機械学習教科書の新しい定番「言語処理のための機械学習入門」を入手

若干釣りっぽい感じの記事タイトルで恐縮だが、本書は本当に機械学習の新定番に成りうる書籍だと思うので、紹介しておく。
本書の最大の特徴は「実装できる機械学習」を扱っている点。実装時に詰まりそうなポイントが丁寧に扱われている。
扱っている話題もクラスタリング(教師なし学習)、分類(教師あり学習)、系列ラベリング(構造学習)と基本を抑えてあり、機械学習の入門者が最初に手に取るのに最適な構成と言える。
また機械学習の実装経験者なら思わずニヤリとする文、注釈もあり、そういった意味では初心者でなくとも機械学習の実装に関心のある全ての方におすすめしたい。
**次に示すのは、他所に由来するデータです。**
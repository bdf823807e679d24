use std::path::Path;
use anyhow::{anyhow, bail, Context, Result};
use log::debug;
use serde::Deserialize;
use tokio::process::Command;

/// Subset of `mkvmerge -J` output used by the operations
#[derive(Debug, Clone, Default, Deserialize)]
pub struct MkvInfo {
    #[serde(default)]
    pub tracks: Vec<Track>,
    #[serde(default)]
    pub attachments: Vec<Attachment>,
}

#[derive(Debug, Clone, Deserialize)]
pub struct Track {
    pub id: u32,
    #[serde(rename = "type")]
    pub kind: String,
    #[serde(default)]
    pub codec: String,
    #[serde(default)]
    pub properties: TrackProperties,
}

#[derive(Debug, Clone, Default, Deserialize)]
pub struct TrackProperties {
    #[serde(default)]
    pub language: String,
    #[serde(default)]
    pub track_name: String,
    #[serde(default)]
    pub forced_track: bool,
}

/// Embedded file such as a font
#[derive(Debug, Clone, Deserialize)]
pub struct Attachment {
    pub id: u32,
    pub file_name: String,
    #[serde(default)]
    pub content_type: String,
}

impl Track {
    pub fn is_subtitle(&self) -> bool {
        self.kind == "subtitles"
    }

    pub fn is_audio(&self) -> bool {
        self.kind == "audio"
    }

    /// Requested language, or undetermined (`und`)
    pub fn matches_language(&self, lang: &str) -> bool {
        self.properties.language == lang || self.properties.language == "und"
    }

    /// Forced flag set, or a "signs" track by name
    pub fn is_forced(&self) -> bool {
        self.properties.forced_track || self.properties.track_name.to_lowercase().contains("sign")
    }

    pub fn is_ass(&self) -> bool {
        let codec = self.codec.to_lowercase();
        codec.contains("ass") || codec.contains("substationalpha")
    }
}

impl MkvInfo {
    pub fn from_json(data: &[u8]) -> Result<Self> {
        serde_json::from_slice(data).context("Failed to parse MKV metadata")
    }

    pub fn subtitle_count(&self) -> usize {
        self.tracks.iter().filter(|t| t.is_subtitle()).count()
    }
}

/// Run `mkvmerge -J` on a file and decode the result
pub async fn probe(mkvmerge_bin: &Path, file_path: &Path) -> Result<MkvInfo> {
    if !file_path.exists() {
        bail!("File not found: {}", file_path.display());
    }

    debug!("Probing {} with {}", file_path.display(), mkvmerge_bin.display());
    let output = Command::new(mkvmerge_bin)
        .arg("-J")
        .arg(file_path)
        .output()
        .await
        .with_context(|| format!("Failed to execute mkvmerge at: {}", mkvmerge_bin.display()))?;

    if !output.status.success() {
        let stderr = String::from_utf8_lossy(&output.stderr);
        return Err(anyhow!(
            "Corrupted or unreadable MKV file {} (exit code {}): {}",
            file_path.display(),
            output.status.code().unwrap_or(-1),
            stderr.trim()
        ));
    }

    MkvInfo::from_json(&output.stdout)
        .with_context(|| format!("Unexpected mkvmerge output for {}", file_path.display()))
}
#[cfg(test)]
mod tests {
    use super::*;
    use crate::config::WatchSettings;
    use crate::error::OperationError;
    use crate::job::Job;
    use std::sync::Mutex;
    use tempfile::TempDir;

    const QUIET: Duration = Duration::from_secs(1);

    #[test]
    fn test_burst_becomes_one_candidate() {
        let start = Instant::now();
        let mut buffer = WatchBuffer::new();
        let path = PathBuf::from("/watch/ep01.mkv");

        for i in 0..5 {
            buffer.touch(path.clone(), start + Duration::from_millis(i * 40));
        }
        assert_eq!(buffer.len(), 1);

        // Still inside the quiet window measured from the first event.
        assert!(buffer.sweep(start + Duration::from_millis(900), QUIET).is_empty());
        assert_eq!(buffer.len(), 1);

        let ready = buffer.sweep(start + Duration::from_millis(1100), QUIET);
        assert_eq!(ready, vec![path]);
        assert!(buffer.is_empty());
    }

    #[test]
    fn test_window_counts_from_first_event() {
        let start = Instant::now();
        let mut buffer = WatchBuffer::new();
        let path = PathBuf::from("ep02.mkv");
        buffer.touch(path.clone(), start);
        buffer.touch(path.clone(), start + Duration::from_millis(950));

        assert_eq!(buffer.sweep(start + Duration::from_millis(1001), QUIET), vec![path]);
    }

    #[test]
    fn test_sweep_discards_other_extensions() {
        let start = Instant::now();
        let mut buffer = WatchBuffer::new();
        buffer.touch(PathBuf::from("ep01.mkv.part"), start);
        buffer.touch(PathBuf::from("cover.jpg"), start);
        buffer.touch(PathBuf::from("EP03.MKV"), start);

        let ready = buffer.sweep(start + Duration::from_secs(2), QUIET);
        assert_eq!(ready, vec![PathBuf::from("EP03.MKV")]);
        assert!(buffer.is_empty());
    }

    #[test]
    fn test_cooldown_drops_repeats() {
        let start = Instant::now();
        let mut cooldown = Cooldown::new(Duration::from_secs(30));
        let path = Path::new("/watch/ep01.mkv");

        assert!(cooldown.admit(path, start));
        assert!(!cooldown.admit(path, start + Duration::from_secs(5)));
        assert!(cooldown.admit(Path::new("/watch/ep02.mkv"), start + Duration::from_secs(5)));
        assert!(cooldown.admit(path, start + Duration::from_secs(31)));
    }

    #[test]
    fn test_cooldown_forgets_expired_paths() {
        let start = Instant::now();
        let mut cooldown = Cooldown::new(Duration::from_secs(30));
        for i in 0..10 {
            let path = PathBuf::from(format!("/watch/ep{:02}.mkv", i));
            assert!(cooldown.admit(&path, start));
        }
        assert_eq!(cooldown.len(), 10);

        assert!(cooldown.admit(Path::new("/watch/ep99.mkv"), start + Duration::from_secs(40)));
        assert_eq!(cooldown.len(), 1);
    }

    #[derive(Default)]
    struct RecordingOperation {
        seen: Mutex<Vec<(PathBuf, PathBuf, usize)>>,
    }

    impl RecordingOperation {
        fn names(&self) -> Vec<String> {
            self.seen
                .lock()
                .unwrap()
                .iter()
                .map(|(p, _, _)| p.file_name().unwrap().to_string_lossy().into_owned())
                .collect()
        }
    }

    impl Operation for RecordingOperation {
        async fn process(&self, job: &Job) -> Result<(), OperationError> {
            self.seen.lock().unwrap().push((
                job.path.clone(),
                job.options.dir.clone(),
                job.options.checkpoint_interval,
            ));
            Ok(())
        }
    }

    fn watch_config(dir: &Path, recursive: bool) -> RunConfig {
        RunConfig {
            dir: dir.to_path_buf(),
            recursive,
            max_procs: 1,
            watch: WatchSettings {
                tick_ms: 50,
                quiet_ms: 300,
                cooldown_secs: 30,
            },
            ..Default::default()
        }
    }

    async fn wait_for(op: &RecordingOperation, count: usize) {
        for _ in 0..100 {
            if op.seen.lock().unwrap().len() >= count {
                return;
            }
            tokio::time::sleep(Duration::from_millis(50)).await;
        }
    }

    #[tokio::test(flavor = "multi_thread", worker_threads = 2)]
    async fn test_watcher_submits_written_file_once() {
        let dir = TempDir::new().unwrap();
        let op = Arc::new(RecordingOperation::default());
        let cancel = CancellationToken::new();
        let watcher = DirectoryWatcher::new(watch_config(dir.path(), false), Arc::clone(&op))
            .with_cancellation(cancel.clone());
        let handle = tokio::spawn(async move { watcher.run().await });

        tokio::time::sleep(Duration::from_millis(200)).await;
        let target = dir.path().join("ep01.mkv");
        for chunk in 0..5u8 {
            let mut data = std::fs::read(&target).unwrap_or_default();
            data.extend_from_slice(&[chunk; 1024]);
            std::fs::write(&target, data).unwrap();
            tokio::time::sleep(Duration::from_millis(40)).await;
        }
        std::fs::write(dir.path().join("notes.txt"), "ignored").unwrap();

        wait_for(&op, 1).await;
        tokio::time::sleep(Duration::from_millis(800)).await;
        cancel.cancel();
        let stats = handle.await.unwrap().unwrap();

        assert_eq!(op.names(), vec!["ep01.mkv"]);
        assert_eq!(stats.submitted, 1);
        assert_eq!(stats.success, 1);

        let (_, run_dir, interval) = op.seen.lock().unwrap()[0].clone();
        assert_eq!(run_dir, std::fs::canonicalize(dir.path()).unwrap());
        assert_eq!(interval, 0);
    }

    #[tokio::test(flavor = "multi_thread", worker_threads = 2)]
    async fn test_recursive_watch_follows_new_directories() {
        let dir = TempDir::new().unwrap();
        let op = Arc::new(RecordingOperation::default());
        let cancel = CancellationToken::new();
        let watcher = DirectoryWatcher::new(watch_config(dir.path(), true), Arc::clone(&op))
            .with_cancellation(cancel.clone());
        let handle = tokio::spawn(async move { watcher.run().await });

        tokio::time::sleep(Duration::from_millis(200)).await;
        let season = dir.path().join("season2");
        std::fs::create_dir(&season).unwrap();
        tokio::time::sleep(Duration::from_millis(150)).await;
        std::fs::write(season.join("ep07.mkv"), [0u8; 512]).unwrap();

        wait_for(&op, 1).await;
        cancel.cancel();
        handle.await.unwrap().unwrap();

        assert_eq!(op.names(), vec!["ep07.mkv"]);
    }

    #[tokio::test(flavor = "multi_thread", worker_threads = 2)]
    async fn test_recursive_startup_ignores_existing_files() {
        let dir = TempDir::new().unwrap();
        std::fs::write(dir.path().join("old_root.mkv"), [0u8; 256]).unwrap();
        let season = dir.path().join("season1");
        std::fs::create_dir(&season).unwrap();
        std::fs::write(season.join("old_s1.mkv"), [0u8; 256]).unwrap();

        let op = Arc::new(RecordingOperation::default());
        let cancel = CancellationToken::new();
        let watcher = DirectoryWatcher::new(watch_config(dir.path(), true), Arc::clone(&op))
            .with_cancellation(cancel.clone());
        let handle = tokio::spawn(async move { watcher.run().await });

        tokio::time::sleep(Duration::from_millis(1500)).await;
        cancel.cancel();
        let stats = handle.await.unwrap().unwrap();

        assert!(op.names().is_empty());
        assert_eq!(stats.submitted, 0);
    }

    #[tokio::test(flavor = "multi_thread", worker_threads = 2)]
    async fn test_recursive_watch_sees_writes_in_existing_directories() {
        let dir = TempDir::new().unwrap();
        let season = dir.path().join("season1");
        std::fs::create_dir(&season).unwrap();
        std::fs::write(season.join("ep01.mkv"), [0u8; 256]).unwrap();

        let op = Arc::new(RecordingOperation::default());
        let cancel = CancellationToken::new();
        let watcher = DirectoryWatcher::new(watch_config(dir.path(), true), Arc::clone(&op))
            .with_cancellation(cancel.clone());
        let handle = tokio::spawn(async move { watcher.run().await });

        tokio::time::sleep(Duration::from_millis(200)).await;
        std::fs::write(season.join("ep02.mkv"), [0u8; 256]).unwrap();

        wait_for(&op, 1).await;
        tokio::time::sleep(Duration::from_millis(500)).await;
        cancel.cancel();
        handle.await.unwrap().unwrap();

        assert_eq!(op.names(), vec!["ep02.mkv"]);
    }

    #[tokio::test]
    async fn test_missing_directory_is_fatal() {
        let dir = TempDir::new().unwrap();
        let watcher = DirectoryWatcher::new(
            watch_config(&dir.path().join("missing"), false),
            Arc::new(RecordingOperation::default()),
        );
        let err = watcher.run().await.unwrap_err();
        assert!(matches!(err, BatchError::WatchSetup { .. }));
    }
}
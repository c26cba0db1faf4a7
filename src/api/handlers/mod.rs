pub mod ask;
pub mod schema;
pub mod store;

use std::sync::Arc;

use crate::services::{AskPipeline, GenerationBackend, SchemaService, StoreRegistry};

/// Application state
#[derive(Clone)]
pub struct AppState {
    pub registry: Arc<StoreRegistry>,
    pub schemas: Arc<SchemaService>,
    pub pipeline: Arc<AskPipeline>,
    pub backend: Arc<dyn GenerationBackend>,
}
本書にはそれ以外にも魅力が多いので、できるかぎり紹介しておく。
本書の付録では数学の初歩、logsumexp、KKT条件、webのデータセットについて解説がある。実は本書の第一章は若干程度が高いので、難しいと感じたら付録の「A.1 初歩的事項」を先に読むとよいだろう。logsumexpは先日、私もblogで触れたのだが機械学習で大規模データを扱う際には必須だ。KKT条件はSVMの目的関数の導出に用いられる。データセットについては機械学習を実装する人にとっては、こうしたデータセットリストがあるのは嬉しいのではないかと思う。
また本書は章末問題に解答が付属しているという稀有な教科書。周りに詳しい人がおらず自習で機械学習を学ぶ方にとっては心強いのではないだろうか。
最後に。クラスタリングの章ではEMアルゴリズムに付いて解説がなされているが、従来のEMの解説は理論から入る方向けの説明が多く、実装をイメージしつつ理解する私のような人にはちょっと辛いものが多かったのだが本書は「実装から入るEM解説!」のようになっているのでプログラム脳な方も安心だと思う。(おまけにpLSIについても実装法が学べてしまう)
というわけで非常にオススメ。興味を持たれた方は是非とも購入を検討していただきたい。それにしてもこうした優良な教科書で勉強できる今の学生は幸せだなあ。